The processes discussed here were introduced in Chapter 6. A reason for introducing them there and following up here is that many of the concepts—such as logging, monitoring, and error handling—had not yet been covered. At this point, however, it is just a matter of connecting the dots and providing more detail within the context of each of these three sections.
Design and Configure Exception Handling
Refer to Figure 6.72, which is a representation of a pipeline that contains an Azure Batch Custom activity and two failure dependencies. The first is from a Validation activity named Validate Brainwaves, which checks for files in a specified folder the batch job is expected to perform its transformation on. If the folder exists and there are files in it, then the flow continues to the Custom activity. If there are no files to process, then the Lookup activity performs its operation and continues the flow to the batch job. If the lookup fails, then the pipeline execution is stopped and the status is set to Failed. The other failure condition is from the Custom activity named Calculate Frequency Median. If you haven’t already looked at this section from Chapter 6, consider doing so now, as it discusses a bit more about error handling in the batch source code. If for any reason the batch process returns an error, the Fail activity named Batch Load Fail is triggered. The Fail activity logs the error message and code into the pipeline details for review, which will help expedite the troubleshooting efforts, as you will have a relevant explanation of the exception that is easy to find. Keep in mind there are Retry and Retry Interval configurations for a Custom activity, just as for a Data Flow activity. If failures are handled well in your batch code, then rerunning the job again after a short pause might result in a successful outcome.

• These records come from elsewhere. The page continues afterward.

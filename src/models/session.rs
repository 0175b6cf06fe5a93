use chrono::{DateTime, Utc};
use serde::{Deserialize, Serialize};

/// The authenticated user as reported by the identity provider.
#[derive(Debug, Clone, PartialEq, Eq, Serialize, Deserialize)]
pub struct Principal {
    /// Stable subject identifier issued by the identity provider.
    pub uid: String,
    /// Human readable name shown in the dashboard header.
    pub display_name: String,
}

/// Represents a signed-in browser session.
///
/// Sessions live only in the session store and expire on their own; the
/// cookie that points at them carries no max-age, so closing the browser
/// ends the session as well.
#[derive(Debug, Clone, Serialize, Deserialize)]
pub struct Session {
    /// The principal this session belongs to.
    pub principal: Principal,
    /// The timestamp when the session was created.
    pub created_at: DateTime<Utc>,
    /// The timestamp when the session expires.
    pub expires_at: DateTime<Utc>,
}

impl Session {
    /// Creates a session for `principal` that lives for `ttl`. A `ttl` past
    /// the representable range saturates at the latest instant.
    pub fn new(principal: Principal, ttl: chrono::Duration) -> Self {
        let now = Utc::now();
        Self {
            principal,
            created_at: now,
            expires_at: now
                .checked_add_signed(ttl)
                .unwrap_or(DateTime::<Utc>::MAX_UTC),
        }
    }

    /// Shorthand for the owner identifier used to scope records.
    pub fn owner(&self) -> &str {
        &self.principal.uid
    }

    pub fn is_expired(&self) -> bool {
        Utc::now() > self.expires_at
    }
}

Debug Spark Jobs by Using the Spark UI
When it comes to debugging all kinds of applications, much of the time and effort is spent trying to identify the component(s) that caused the issue. Once the component(s), like a Spark job, for example, is identified as a key contributor to the problem, the next step is to search for logs from that specific component. Those logs might hold information that explain in detail what took place. To get an overview of Spark jobs in Azure Databricks, refer to Figure 6.42, which illustrates the workflow dashboard, which is useful for getting an overall view of the job health. Drilling down into the job specifics will render more information to guide you further along the debugging process. Consider, for example, Figure 9.21, which renders resource utilization during the job run. Figure 9.25 is an illustration of the Spark UI, which shows very low‐level information about the Spark job. Expanding the DAG visualization group renders Figure 9.26, which is a method‐by‐method execution path of the job. This is about as granular as you can get, and it should show you precisely where the issue is being experienced. After finding the specific location, you should discuss the issue with a developer to determine the course of action. Lastly, if the Spark job is being run from an Azure Synapse Analytics Spark pool, then in addition to the information provided, there also exist an illustration of the Spark application(see Figure 9.16) and direct access to the stderr and stdout logs.